= Task objective =
From the entries below, copy every line that has the word "impl".
-- Opening Marker --
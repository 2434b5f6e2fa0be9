use std::fs;
use std::net::SocketAddr;
use std::path::{Path, PathBuf};

use serde::{Deserialize, Serialize};
use thiserror::Error;

pub const DEFAULT_BASE_DOCUMENT: &str = "tenHundredWords.json";
pub const DEFAULT_INDEX_DOCUMENT: &str = "wordListIndex.json";
pub const DEFAULT_SOURCE: &str = ".";

#[derive(Debug, Error)]
pub enum ConfigError {
    #[error("failed to read config file {path}: {source}")]
    Read {
        path: PathBuf,
        source: std::io::Error,
    },
    #[error("invalid config file {path}: {source}")]
    Parse {
        path: PathBuf,
        source: serde_json::Error,
    },
}

/// Where glossary documents come from.
#[derive(Debug, Clone, PartialEq, Eq, Serialize, Deserialize)]
#[serde(tag = "mode", rename_all = "lowercase")]
pub enum GlossarySources {
    /// Fetch an index document listing glossary identifiers, then each glossary.
    Index { document: String },
    /// Fetch one designated glossary.
    Single { document: String },
    /// Fetch the listed glossaries, as if they came from an index.
    Listed { documents: Vec<String> },
}

impl Default for GlossarySources {
    fn default() -> Self {
        GlossarySources::Index {
            document: DEFAULT_INDEX_DOCUMENT.to_string(),
        }
    }
}

#[derive(Debug, Clone, PartialEq, Eq, Serialize, Deserialize)]
pub struct LoaderConfig {
    #[serde(default = "default_base")]
    pub base: String,
    #[serde(default)]
    pub glossaries: GlossarySources,
}

impl Default for LoaderConfig {
    fn default() -> Self {
        Self {
            base: default_base(),
            glossaries: GlossarySources::default(),
        }
    }
}

#[derive(Debug, Clone, PartialEq, Eq, Serialize, Deserialize)]
pub struct ServeConfig {
    #[serde(default = "default_addr")]
    pub addr: SocketAddr,
}

impl Default for ServeConfig {
    fn default() -> Self {
        Self {
            addr: default_addr(),
        }
    }
}

/// Settings shared by the CLI and the HTTP service.
#[derive(Debug, Clone, PartialEq, Eq, Serialize, Deserialize)]
pub struct AppConfig {
    /// A directory path or an `http(s)://` base URL.
    #[serde(default = "default_source")]
    pub source: String,
    #[serde(default)]
    pub loader: LoaderConfig,
    #[serde(default)]
    pub serve: ServeConfig,
}

impl Default for AppConfig {
    fn default() -> Self {
        Self {
            source: default_source(),
            loader: LoaderConfig::default(),
            serve: ServeConfig::default(),
        }
    }
}

impl AppConfig {
    pub fn from_file(path: impl AsRef<Path>) -> Result<Self, ConfigError> {
        let path = path.as_ref();
        let content = fs::read_to_string(path).map_err(|source| ConfigError::Read {
            path: path.to_path_buf(),
            source,
        })?;
        serde_json::from_str(&content).map_err(|source| ConfigError::Parse {
            path: path.to_path_buf(),
            source,
        })
    }
}

fn default_base() -> String {
    DEFAULT_BASE_DOCUMENT.to_string()
}

fn default_source() -> String {
    DEFAULT_SOURCE.to_string()
}

fn default_addr() -> SocketAddr {
    SocketAddr::from(([127, 0, 0, 1], 8080))
}

#[cfg(test)]
mod tests {
    use super::*;
    use std::io::Write;

    #[test]
    fn empty_object_uses_defaults() {
        let config: AppConfig = serde_json::from_str("{}").unwrap();
        assert_eq!(config, AppConfig::default());
        assert_eq!(config.loader.base, "tenHundredWords.json");
        assert_eq!(
            config.loader.glossaries,
            GlossarySources::Index {
                document: "wordListIndex.json".to_string()
            }
        );
    }

    #[test]
    fn glossary_modes_parse() {
        let single: LoaderConfig =
            serde_json::from_str(r#"{"glossaries":{"mode":"single","document":"bio.json"}}"#)
                .unwrap();
        assert_eq!(
            single.glossaries,
            GlossarySources::Single {
                document: "bio.json".to_string()
            }
        );
        let listed: LoaderConfig = serde_json::from_str(
            r#"{"base":"common.json","glossaries":{"mode":"listed","documents":["a.json","b.json"]}}"#,
        )
        .unwrap();
        assert_eq!(listed.base, "common.json");
        assert!(matches!(
            listed.glossaries,
            GlossarySources::Listed { ref documents } if documents.len() == 2
        ));
    }

    #[test]
    fn from_file_reports_path_on_errors() {
        let mut file = tempfile::NamedTempFile::new().unwrap();
        write!(file, r#"{{"source": "https://example.org/lists/", "serve": {{"addr": "0.0.0.0:9000"}}}}"#).unwrap();
        let config = AppConfig::from_file(file.path()).unwrap();
        assert_eq!(config.source, "https://example.org/lists/");
        assert_eq!(config.serve.addr.port(), 9000);
        assert_eq!(config.loader, LoaderConfig::default());

        let mut broken = tempfile::NamedTempFile::new().unwrap();
        write!(broken, "{{not json").unwrap();
        let err = AppConfig::from_file(broken.path()).unwrap_err();
        assert!(matches!(err, ConfigError::Parse { .. }));

        let missing = AppConfig::from_file("/definitely/not/here.json").unwrap_err();
        assert!(matches!(missing, ConfigError::Read { .. }));
    }
}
-- Closing Marker --
= Expected answer =
impl Default for GlossarySources {
impl Default for LoaderConfig {
impl Default for ServeConfig {
impl Default for AppConfig {
impl AppConfig {
    pub fn from_file(path: impl AsRef<Path>) -> Result<Self, ConfigError> {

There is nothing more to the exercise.